**Task goal**
The lines to extract run from the first line of the entries through the line that contains "use std::time::Duration;"; reproduce exactly those lines and no others.

**Data extracts**
━━━━━━━━

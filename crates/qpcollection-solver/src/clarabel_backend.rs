use clarabel::algebra::CscMatrix;
use clarabel::solver::{DefaultSettings, DefaultSolver, IPSolver, SolverStatus, SupportedConeT};
use nalgebra::{DMatrix, DVector};
use qpcollection_types::{BackendKind, QpCoeffs, QpDims, Result};
use std::time::Duration;

use crate::config::ClarabelConfig;
use crate::reformulate::{one_sided_with_bounds, vstack};
use crate::solver::{hot_then_cold, Attempt, QpSolver, SolveState};
use crate::sparse::{timed, CscBuffers, Triangle};
use crate::warm_start::StartState;

/// Interior-point adapter over the `clarabel` crate (pure Rust).
///
/// Clarabel takes `A x + s = b` with `s` in a product cone. Equalities go
/// into a zero cone and the inequalities plus the finite box bounds into a
/// nonnegative cone.
///
/// The solver is kept between calls. A hot solve overwrites its `P`, `q`,
/// `A` and `b` in place and reuses the KKT factorization structure, which
/// requires the sparsity patterns of `P` and `A` to be unchanged. Presolve
/// is disabled because Clarabel refuses data updates with it on; rows with
/// infinite right-hand sides are pruned before setup instead.
pub struct ClarabelSolver {
    config: ClarabelConfig,
    state: SolveState,
    workspace: Option<DefaultSolver<f64>>,
    // Matrices handed to the backend
    p: CscMatrix<f64>,
    a: CscMatrix<f64>,
    sparse_duration: Duration,
}

/// Constraint data in cone form
struct ConeForm {
    mat: DMatrix<f64>,
    b: Vec<f64>,
    cones: Vec<SupportedConeT<f64>>,
}

impl ClarabelSolver {
    pub fn new() -> Self {
        Self::with_config(ClarabelConfig::default())
    }

    pub fn with_config(config: ClarabelConfig) -> Self {
        ClarabelSolver {
            config,
            state: SolveState::default(),
            workspace: None,
            p: CscBuffers::default().into_clarabel(),
            a: CscBuffers::default().into_clarabel(),
            sparse_duration: Duration::ZERO,
        }
    }

    pub fn config(&self) -> &ClarabelConfig {
        &self.config
    }

    pub fn set_force_initialize(&mut self, force_initialize: bool) {
        self.config.force_initialize = force_initialize;
    }

    /// Time spent converting dense matrices to CSC in the last solve
    pub fn sparse_duration(&self) -> Duration {
        self.sparse_duration
    }

    fn settings(&self) -> DefaultSettings<f64> {
        let mut settings = DefaultSettings::default();
        settings.verbose = self.config.verbose;
        settings.max_iter = self.config.max_iter;
        settings.tol_gap_abs = self.config.tol_gap_abs;
        settings.tol_gap_rel = self.config.tol_gap_rel;
        settings.presolve_enable = false;
        settings
    }

    fn solve_checked(&mut self, qp: &QpCoeffs<'_>) -> DVector<f64> {
        let dims = qp.dims();
        if dims.dim_var == 0 {
            self.workspace = None;
            let attempt = Attempt::without_variables(qp);
            return self
                .state
                .finish(BackendKind::Clarabel, dims, vec![StartState::Cold], attempt);
        }

        let form = cone_form(qp);
        let ((p, a), elapsed) = timed(|| {
            (
                CscBuffers::from_dense(qp.obj_mat, Triangle::Upper),
                CscBuffers::from_dense(&form.mat, Triangle::Full),
            )
        });
        self.sparse_duration = elapsed;
        tracing::debug!(
            "Clarabel sparse conversion took {:?} (P nnz {}, A nnz {})",
            elapsed,
            p.nnz(),
            a.nnz()
        );

        let p = p.into_clarabel();
        let a = a.into_clarabel();
        let same_pattern = same_pattern(&p, &self.p) && same_pattern(&a, &self.a);
        self.p = p;
        self.a = a;

        let hot = match self.state.warm.plan(dims, self.config.force_initialize) {
            StartState::Warm if same_pattern => self.hot_solve(qp, &form),
            StartState::Warm => {
                tracing::debug!("Clarabel sparsity pattern changed, reinitializing");
                None
            }
            StartState::Cold => None,
        };
        let (attempts, attempt) =
            hot_then_cold(BackendKind::Clarabel, hot, || self.cold_solve(qp, &form));

        self.state.finish(BackendKind::Clarabel, dims, attempts, attempt)
    }

    fn hot_solve(&mut self, qp: &QpCoeffs<'_>, form: &ConeForm) -> Option<Attempt> {
        let stale = self.state.stale_solution(qp.dims().dim_var);
        let solver = self.workspace.as_mut()?;

        let q = qp.obj_vec.as_slice().to_vec();
        if let Err(e) = solver.update_data(&self.p, &q, &self.a, &form.b) {
            return Some(Attempt::failed(stale, format!("data update failed: {}", e)));
        }

        solver.solve();
        Some(outcome(solver, self.config.accept_max_iterations))
    }

    fn cold_solve(&mut self, qp: &QpCoeffs<'_>, form: &ConeForm) -> Attempt {
        self.workspace = None;

        let solver = DefaultSolver::new(
            &self.p,
            qp.obj_vec.as_slice(),
            &self.a,
            &form.b,
            &form.cones,
            self.settings(),
        );
        let solver = self.workspace.insert(solver);
        solver.solve();
        outcome(solver, self.config.accept_max_iterations)
    }
}

impl Default for ClarabelSolver {
    fn default() -> Self {
        Self::new()
    }
}

impl QpSolver for ClarabelSolver {
    fn kind(&self) -> BackendKind {
        BackendKind::Clarabel
    }

    fn solve_failed(&self) -> bool {
        self.state.failed
    }

    fn start_state(&self) -> StartState {
        if self.config.force_initialize {
            return StartState::Cold;
        }
        self.state.warm.state()
    }

    fn last_start(&self) -> Option<StartState> {
        self.state.last_start
    }

    fn last_attempts(&self) -> &[StartState] {
        &self.state.attempts
    }

    fn solve_coeffs(
        &mut self,
        dim_var: usize,
        dim_eq: usize,
        dim_ineq: usize,
        obj_mat: &DMatrix<f64>,
        obj_vec: &DVector<f64>,
        eq_mat: &DMatrix<f64>,
        eq_vec: &DVector<f64>,
        ineq_mat: &DMatrix<f64>,
        ineq_vec: &DVector<f64>,
        x_min: &DVector<f64>,
        x_max: &DVector<f64>,
    ) -> Result<DVector<f64>> {
        let qp = QpCoeffs::new(
            QpDims::new(dim_var, dim_eq, dim_ineq),
            obj_mat,
            obj_vec,
            eq_mat,
            eq_vec,
            ineq_mat,
            ineq_vec,
            x_min,
            x_max,
        )?;
        Ok(self.solve_checked(&qp))
    }
}

fn outcome(solver: &DefaultSolver<f64>, accept_max_iterations: bool) -> Attempt {
    tracing::debug!(
        "Clarabel finished in {} iterations: {:?}",
        solver.info.iterations,
        solver.solution.status
    );

    let x = DVector::from_vec(solver.solution.x.clone());
    match &solver.solution.status {
        SolverStatus::Solved => Attempt::solved(x),
        SolverStatus::MaxIterations if accept_max_iterations => Attempt::solved(x),
        status => Attempt::failed(x, format!("{:?}", status)),
    }
}

/// Same shape and same nonzero positions
fn same_pattern(lhs: &CscMatrix<f64>, rhs: &CscMatrix<f64>) -> bool {
    lhs.m == rhs.m && lhs.n == rhs.n && lhs.colptr == rhs.colptr && lhs.rowval == rhs.rowval
}

/// `[A; C; I; -I] x + s = [b; d; x_max; -x_min]` with unbounded rows removed.
///
/// When nothing is left a single `0 x <= 1` row keeps the cone non-empty.
fn cone_form(qp: &QpCoeffs<'_>) -> ConeForm {
    let n = qp.dims().dim_var;
    let dim_eq = qp.dims().dim_eq;
    let one_sided = one_sided_with_bounds(qp).prune_unbounded();

    let mut cones = Vec::new();
    if dim_eq > 0 {
        cones.push(SupportedConeT::ZeroConeT(dim_eq));
    }
    if one_sided.num_rows() > 0 {
        cones.push(SupportedConeT::NonnegativeConeT(one_sided.num_rows()));
    }

    if cones.is_empty() {
        return ConeForm {
            mat: DMatrix::zeros(1, n),
            b: vec![1.0],
            cones: vec![SupportedConeT::NonnegativeConeT(1)],
        };
    }

    ConeForm {
        mat: vstack(&[qp.eq_mat, &one_sided.mat], n),
        b: qp
            .eq_vec
            .iter()
            .chain(one_sided.rhs.iter())
            .copied()
            .collect(),
        cones,
    }
}

#[cfg(test)]
mod tests {
    use super::*;
    use qpcollection_types::QpProblem;

    fn constrained() -> QpProblem {
        // min 0.5 |x|^2 - 2 x0 - x1, x0 + x1 <= 1, x >= 0
        let mut qp = QpProblem::new(2, 0, 1);
        qp.obj_mat = DMatrix::identity(2, 2);
        qp.obj_vec = DVector::from_vec(vec![-2.0, -1.0]);
        qp.ineq_mat = DMatrix::from_row_slice(1, 2, &[1.0, 1.0]);
        qp.ineq_vec = DVector::from_vec(vec![1.0]);
        qp.x_min = DVector::zeros(2);
        qp
    }

    #[test]
    fn test_constrained_qp() {
        let mut solver = ClarabelSolver::new();
        let x = solver.solve(&constrained()).unwrap();

        assert!(!solver.solve_failed());
        assert!((x[0] - 1.0).abs() < 1e-4, "x[0] = {}", x[0]);
        assert!(x[1].abs() < 1e-4, "x[1] = {}", x[1]);
    }

    #[test]
    fn test_cone_form_prunes_default_bounds() {
        let mut qp = QpProblem::new(2, 1, 0);
        qp.eq_mat = DMatrix::from_row_slice(1, 2, &[1.0, 1.0]);
        qp.eq_vec = DVector::from_vec(vec![1.0]);
        qp.x_min = DVector::from_vec(vec![0.0, f64::NEG_INFINITY]);

        let form = cone_form(&qp.coeffs().unwrap());

        // equality row plus the single finite bound x0 >= 0
        assert_eq!(form.mat.nrows(), 2);
        assert_eq!(form.b, vec![1.0, 0.0]);
        assert_eq!(form.cones.len(), 2);
        assert!(matches!(form.cones[0], SupportedConeT::ZeroConeT(1)));
        assert!(matches!(form.cones[1], SupportedConeT::NonnegativeConeT(1)));
    }

    #[test]
    fn test_unconstrained_gets_placeholder_row() {
        let qp = QpProblem::new(3, 0, 0);
        let form = cone_form(&qp.coeffs().unwrap());

        assert_eq!(form.mat, DMatrix::<f64>::zeros(1, 3));
        assert_eq!(form.b, vec![1.0]);
        assert!(matches!(form.cones[0], SupportedConeT::NonnegativeConeT(1)));
    }

    #[test]
    fn test_infeasible_qp() {
        // x <= -1 and x >= 0
        let mut qp = QpProblem::new(1, 0, 1);
        qp.obj_mat = DMatrix::identity(1, 1);
        qp.ineq_mat = DMatrix::from_element(1, 1, 1.0);
        qp.ineq_vec = DVector::from_element(1, -1.0);
        qp.x_min = DVector::zeros(1);

        let mut solver = ClarabelSolver::new();
        let x = solver.solve(&qp).unwrap();

        assert!(solver.solve_failed());
        assert_eq!(x.len(), 1);
        assert_eq!(solver.last_start(), Some(StartState::Cold));
    }

    #[test]
    fn test_hot_start_updates_data() {
        let mut qp = constrained();
        let mut solver = ClarabelSolver::new();

        solver.solve(&qp).unwrap();
        assert_eq!(solver.last_start(), Some(StartState::Cold));
        assert_eq!(solver.start_state(), StartState::Warm);

        // same pattern, new objective direction
        qp.obj_vec = DVector::from_vec(vec![-1.0, -2.0]);
        let x = solver.solve(&qp).unwrap();

        assert_eq!(solver.last_attempts(), &[StartState::Warm]);
        assert!(!solver.solve_failed());
        assert!(x[0].abs() < 1e-4, "x[0] = {}", x[0]);
        assert!((x[1] - 1.0).abs() < 1e-4, "x[1] = {}", x[1]);
    }

    #[test]
    fn test_pattern_change_reinitializes() {
        let mut qp = constrained();
        let mut solver = ClarabelSolver::new();
        solver.solve(&qp).unwrap();

        qp.obj_mat[(0, 1)] = 0.5;
        qp.obj_mat[(1, 0)] = 0.5;
        solver.solve(&qp).unwrap();

        assert_eq!(solver.last_attempts(), &[StartState::Cold]);
        assert!(!solver.solve_failed());
    }

    #[test]
    fn test_dimension_change_reinitializes() {
        let mut solver = ClarabelSolver::new();
        solver.solve(&constrained()).unwrap();

        let mut bigger = QpProblem::new(3, 0, 0);
        bigger.obj_mat = DMatrix::identity(3, 3);
        bigger.obj_vec = DVector::from_vec(vec![1.0, -1.0, 2.0]);
        let x = solver.solve(&bigger).unwrap();

        assert_eq!(solver.last_attempts(), &[StartState::Cold]);
        assert!(!solver.solve_failed());
        assert!((x[1] - 1.0).abs() < 1e-4, "x[1] = {}", x[1]);
    }

    #[test]
    fn test_failed_hot_start_retries_cold() {
        let mut qp = constrained();
        let mut solver = ClarabelSolver::new();
        solver.solve(&qp).unwrap();

        // x0 + x1 <= -1 with x >= 0 keeps the pattern but is infeasible
        qp.ineq_vec[0] = -1.0;
        solver.solve(&qp).unwrap();

        assert_eq!(solver.last_attempts(), &[StartState::Warm, StartState::Cold]);
        assert!(solver.solve_failed());
        assert_eq!(solver.start_state(), StartState::Cold);
    }

    #[test]
    fn test_force_initialize() {
        let qp = constrained();
        let mut solver = ClarabelSolver::new();
        solver.set_force_initialize(true);

        solver.solve(&qp).unwrap();
        let x = solver.solve(&qp).unwrap();

        assert_eq!(solver.last_attempts(), &[StartState::Cold]);
        assert_eq!(solver.start_state(), StartState::Cold);
        assert!((x[0] - 1.0).abs() < 1e-4);
    }
}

━━━━━━━━

**Solution for this task**
filename crates/qpcollection-solver/src/clarabel_backend.rs
use clarabel::algebra::CscMatrix;
use clarabel::solver::{DefaultSettings, DefaultSolver, IPSolver, SolverStatus, SupportedConeT};
use nalgebra::{DMatrix, DVector};
use qpcollection_types::{BackendKind, QpCoeffs, QpDims, Result};
use std::time::Duration;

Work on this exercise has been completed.